The cooler 3 comprises a main air duct 6, an induced draft duct 7 and an air inlet pipe 12. The main air duct 6 is coaxial with the cooler 3, and is composed of a central axis tube 61 arranged along the falling direction of the material and a cross beam 62 with the center communicated with the central axis tube 61. The top end of the central shaft tube 61 is provided with a first cooling air cap 4, and the lower end of the first cooling air cap passes through the lower plane of the cooler 3 and extends out of the cooler 3. The other end of the cross beam 62 is fixed on the cooler cylinder body and consists of eight uniformly distributed hollow pipes, and a second cooling blast cap 5 is arranged at the middle point of each cross beam 62. As shown in fig. 2, the air inducing grooves 7 are disposed between the adjacent second cooling hoods 5, and are formed by eight groups of equilateral angle steels arranged in parallel, wherein the equilateral angle steels are arranged in such a manner that triangular edges face upward and openings face downward.

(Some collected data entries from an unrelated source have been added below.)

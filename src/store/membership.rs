use anyhow::anyhow;
use log::{debug, info, warn};
use std::sync::Arc;

use crate::error::StoreError;
use crate::model::{EntityRef, FieldValue, Id, RelationSetting};
use crate::store::traits::{EntityStore, MasterSide, RelationService};

/// Membership-style [`RelationService`] over a generic entity store.
///
/// At most one setting exists per (subject, target) pair: attaching a pair that
/// is already linked replaces the existing row.
pub struct MembershipService<R: RelationSetting> {
    store: Arc<dyn EntityStore<R>>,
    side: MasterSide,
}

impl<R: RelationSetting> MembershipService<R> {
    pub fn new(store: Arc<dyn EntityStore<R>>, side: MasterSide) -> Self {
        Self { store, side }
    }

    fn endpoint_type(field_name: &str) -> Result<String, StoreError> {
        R::descriptors()
            .into_iter()
            .find(|d| d.field_name == field_name)
            .and_then(|d| d.kind.target().map(str::to_string))
            .ok_or_else(|| {
                StoreError::Backend(anyhow!(
                    "{}.{} is not a reference field",
                    R::ENTITY_TYPE,
                    field_name
                ))
            })
    }

    /// Rows linking `subject` and `target`.
    fn find_pair(&self, subject: &Id, target: &Id) -> Result<Vec<R>, StoreError> {
        let subject_ref = EntityRef::new(&Self::endpoint_type(R::SUBJECT_FIELD)?, subject.clone(), "");
        Ok(self
            .store
            .find_by_field(R::SUBJECT_FIELD, Some(&FieldValue::Reference(subject_ref)))?
            .into_iter()
            .filter(|row| row.target().is_some_and(|t| &t.id == target))
            .collect())
    }

    fn endpoints(setting: &R) -> Result<(Id, Id), StoreError> {
        match (setting.subject(), setting.target()) {
            (Some(subject), Some(target)) => Ok((subject.id.clone(), target.id.clone())),
            _ => Err(StoreError::Backend(anyhow!(
                "{} needs both endpoints to be attached",
                R::LABEL
            ))),
        }
    }
}

impl<R: RelationSetting> RelationService<R> for MembershipService<R> {
    fn list_for_master(&self, master: &EntityRef) -> Result<Vec<R>, StoreError> {
        let field = self.side.master_field::<R>();
        self.store
            .find_by_field(field, Some(&FieldValue::Reference(master.clone())))
    }

    fn attach(&self, setting: R) -> Result<R, StoreError> {
        let (subject, target) = Self::endpoints(&setting)?;
        let existing = self.find_pair(&subject, &target)?;
        // Insert first so a failed write leaves the previous row in place
        let attached = self.store.save(setting)?;
        for row in existing.iter().filter(|row| row.id() != attached.id()) {
            debug!("Replacing existing {} for {} / {}", R::ENTITY_TYPE, subject, target);
            if let Err(err) = self.store.delete(row) {
                if let Err(undo) = self.store.delete(&attached) {
                    warn!("Could not roll back {} '{}': {}", R::ENTITY_TYPE, attached.display_text(), undo);
                }
                return Err(err);
            }
        }
        info!("Attached {} '{}'", R::ENTITY_TYPE, attached.display_text());
        Ok(attached)
    }

    fn save(&self, setting: R) -> Result<R, StoreError> {
        let (subject, target) = Self::endpoints(&setting)?;
        let taken = self
            .find_pair(&subject, &target)?
            .iter()
            .any(|row| row.id() != setting.id());
        if taken {
            return Err(StoreError::Duplicate {
                entity_type: R::LABEL.to_string(),
                key: format!("'{}'", setting.display_text()),
            });
        }
        self.store.save(setting)
    }

    fn detach(&self, subject: &Id, target: &Id) -> Result<(), StoreError> {
        let rows = self.find_pair(subject, target)?;
        if rows.is_empty() {
            return Err(StoreError::NotFound {
                entity_type: R::ENTITY_TYPE.to_string(),
                id: format!("{}/{}", subject, target),
            });
        }
        for row in &rows {
            self.store.delete(row)?;
        }
        info!("Detached {} for {} / {}", R::ENTITY_TYPE, subject, target);
        Ok(())
    }
}

#[cfg(test)]
mod tests {
    use super::*;
    use crate::domain::UserProjectSettings;
    use crate::model::Entity;
    use crate::store::MemoryStore;
    use std::sync::atomic::{AtomicBool, Ordering};

    /// Memory store whose writes can be switched off.
    #[derive(Default)]
    struct FlakyStore {
        inner: MemoryStore<UserProjectSettings>,
        failing: AtomicBool,
    }

    impl EntityStore<UserProjectSettings> for FlakyStore {
        fn save(&self, entity: UserProjectSettings) -> Result<UserProjectSettings, StoreError> {
            if self.failing.load(Ordering::SeqCst) {
                return Err(StoreError::Backend(anyhow!("db down")));
            }
            self.inner.save(entity)
        }

        fn delete(&self, entity: &UserProjectSettings) -> Result<(), StoreError> {
            self.inner.delete(entity)
        }

        fn find_by_id(&self, id: &Id) -> Result<Option<UserProjectSettings>, StoreError> {
            self.inner.find_by_id(id)
        }

        fn find_by_field(
            &self,
            field_name: &str,
            value: Option<&FieldValue>,
        ) -> Result<Vec<UserProjectSettings>, StoreError> {
            self.inner.find_by_field(field_name, value)
        }

        fn list(&self) -> Result<Vec<UserProjectSettings>, StoreError> {
            self.inner.list()
        }
    }

    fn user(id: &str, name: &str) -> EntityRef {
        EntityRef::new("CUser", id, name)
    }

    fn project(id: &str, name: &str) -> EntityRef {
        EntityRef::new("CProject", id, name)
    }

    fn service() -> (Arc<MemoryStore<UserProjectSettings>>, MembershipService<UserProjectSettings>) {
        let store = Arc::new(MemoryStore::new());
        let dyn_store: Arc<dyn EntityStore<UserProjectSettings>> = store.clone();
        (store, MembershipService::new(dyn_store, MasterSide::Target))
    }

    #[test]
    fn test_attach_replaces_existing_pair() {
        let (store, service) = service();
        service
            .attach(UserProjectSettings::link(user("u-1", "Ada"), project("p-1", "Apollo"), "VIEWER"))
            .unwrap();
        service
            .attach(UserProjectSettings::link(user("u-1", "Ada"), project("p-1", "Apollo"), "OWNER"))
            .unwrap();
        service
            .attach(UserProjectSettings::link(user("u-2", "Bob"), project("p-1", "Apollo"), "VIEWER"))
            .unwrap();

        assert_eq!(store.len(), 2);
        let members = service.list_for_master(&project("p-1", "Apollo")).unwrap();
        assert_eq!(members.len(), 2);
        let ada = members
            .iter()
            .find(|m| m.user.as_ref().map(|u| u.id.as_str()) == Some("u-1"))
            .unwrap();
        assert_eq!(ada.role, "OWNER");
    }

    #[test]
    fn test_detach_by_endpoints() {
        let (store, service) = service();
        let attached = service
            .attach(UserProjectSettings::link(user("u-1", "Ada"), project("p-1", "Apollo"), "VIEWER"))
            .unwrap();
        assert!(attached.id().is_some());

        service.detach(&"u-1".to_string(), &"p-1".to_string()).unwrap();
        assert!(store.is_empty());
        assert!(matches!(
            service.detach(&"u-1".to_string(), &"p-1".to_string()),
            Err(StoreError::NotFound { .. })
        ));
    }

    #[test]
    fn test_attach_requires_both_endpoints() {
        let (_, service) = service();
        let mut setting = UserProjectSettings::link(user("u-1", "Ada"), project("p-1", "Apollo"), "VIEWER");
        setting.project = None;
        assert!(matches!(service.attach(setting), Err(StoreError::Backend(_))));
    }

    #[test]
    fn test_failed_attach_keeps_existing_pair() {
        let store = Arc::new(FlakyStore::default());
        let dyn_store: Arc<dyn EntityStore<UserProjectSettings>> = store.clone();
        let service = MembershipService::new(dyn_store, MasterSide::Target);
        service
            .attach(UserProjectSettings::link(user("u-1", "Ada"), project("p-1", "Apollo"), "OWNER"))
            .unwrap();

        store.failing.store(true, Ordering::SeqCst);
        let result =
            service.attach(UserProjectSettings::link(user("u-1", "Ada"), project("p-1", "Apollo"), "VIEWER"));
        assert!(matches!(result, Err(StoreError::Backend(_))));

        let members = service.list_for_master(&project("p-1", "Apollo")).unwrap();
        assert_eq!(members.len(), 1);
        assert_eq!(members[0].role, "OWNER");
    }

    #[test]
    fn test_save_rejects_moving_onto_a_linked_pair() {
        let (store, service) = service();
        service
            .attach(UserProjectSettings::link(user("u-1", "Ada"), project("p-1", "Apollo"), "OWNER"))
            .unwrap();
        let mut bob = service
            .attach(UserProjectSettings::link(user("u-2", "Bob"), project("p-1", "Apollo"), "VIEWER"))
            .unwrap();

        bob.user = Some(user("u-1", "Ada"));
        assert!(matches!(service.save(bob.clone()), Err(StoreError::Duplicate { .. })));
        assert_eq!(store.len(), 2);
        let ada_rows = service.find_pair(&"u-1".to_string(), &"p-1".to_string()).unwrap();
        assert_eq!(ada_rows.len(), 1);

        // Saving a row onto its own pair is fine
        bob.user = Some(user("u-2", "Bob"));
        bob.role = "OWNER".to_string();
        assert_eq!(service.save(bob).unwrap().role, "OWNER");
    }
}
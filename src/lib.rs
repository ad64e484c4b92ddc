pub mod config;
pub mod domain;
pub mod error;
pub mod logic;
pub mod model;
pub mod seed;
pub mod store;

// Export error types
pub use error::{EngineError, Result, StoreError};

// Export engine types
pub use logic::*;

// Export all model types
pub use model::*;

// Export store types
pub use store::*;
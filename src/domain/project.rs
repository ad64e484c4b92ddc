use chrono::NaiveDate;
use serde::{Deserialize, Serialize};

use crate::domain::{audit_bindings, audit_descriptors};
use crate::model::{Audit, Entity, FieldBinding, FieldDescriptor, Identity};

#[derive(Debug, Clone, Default, PartialEq, Serialize, Deserialize)]
pub struct Project {
    pub identity: Identity,
    pub audit: Audit,
    pub name: String,
    pub description: String,
    pub active: bool,
    pub start_date: Option<NaiveDate>,
}

impl Project {
    pub fn new(name: &str) -> Self {
        Self {
            name: name.to_string(),
            active: true,
            ..Default::default()
        }
    }
}

impl Entity for Project {
    const ENTITY_TYPE: &'static str = "CProject";
    const LABEL: &'static str = "Project";

    fn identity(&self) -> &Identity {
        &self.identity
    }

    fn identity_mut(&mut self) -> &mut Identity {
        &mut self.identity
    }

    fn audit_mut(&mut self) -> Option<&mut Audit> {
        Some(&mut self.audit)
    }

    fn display_text(&self) -> String {
        self.name.clone()
    }

    fn descriptors() -> Vec<FieldDescriptor> {
        let mut fields = vec![
            FieldDescriptor::text("name", "Name").order(0).required().max_length(100),
            FieldDescriptor::text("description", "Description").order(1),
            FieldDescriptor::boolean("active", "Active").order(10).default_value("true"),
            FieldDescriptor::date("start_date", "Start Date").order(20),
        ];
        fields.extend(audit_descriptors());
        fields
    }

    fn bindings() -> Vec<FieldBinding<Self>> {
        let mut bindings = vec![
            FieldBinding::text("name", |p: &Self| p.name.clone(), |p, v| p.name = v),
            FieldBinding::text("description", |p: &Self| p.description.clone(), |p, v| p.description = v),
            FieldBinding::boolean("active", |p: &Self| p.active, |p, v| p.active = v),
            FieldBinding::date("start_date", |p: &Self| p.start_date, |p, v| p.start_date = v),
        ];
        bindings.extend(audit_bindings::<Self>(|p| &p.audit));
        bindings
    }
}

The induced draft groove 7 is connected with the second cooling hood 5 to form an annular ventilation loop. One end of the air inlet pipe 12 is connected with the middle shaft pipe 61 and extends out of the end of the cooler 3, the other end is connected with the centrifugal fan 13, and cooling air generated by the centrifugal fan 13 enters the middle shaft pipe 61 along with the air inlet pipe 12 and then is dispersed on the cross beam 62.

As shown in fig. 1, the blanking device 11 is composed of a blanking slot 8, a discharge valve 9 and a temperature measuring instrument 10. The charging chutes 8 are uniformly arranged at the bottom of the cooler 3, discharge valves 9 are arranged on the charging chutes, and temperature measuring instruments 10 are arranged on the side walls of the charging chutes 8 below the discharge valves 9. The thermometer 10 selected in this embodiment is a thermocouple resistance thermometer. 11 below that the doffer that 3 lower extremes of cooler extend sets up a chain conveyor 14, uses the automatically controlled pneumatic push-pull valve through the transformation as ejection of compact valve 9 in this embodiment, avoids inside tiny material to aggregate and leads to the valve plate card to pause, the jam phenomenon, reduces the operation trouble.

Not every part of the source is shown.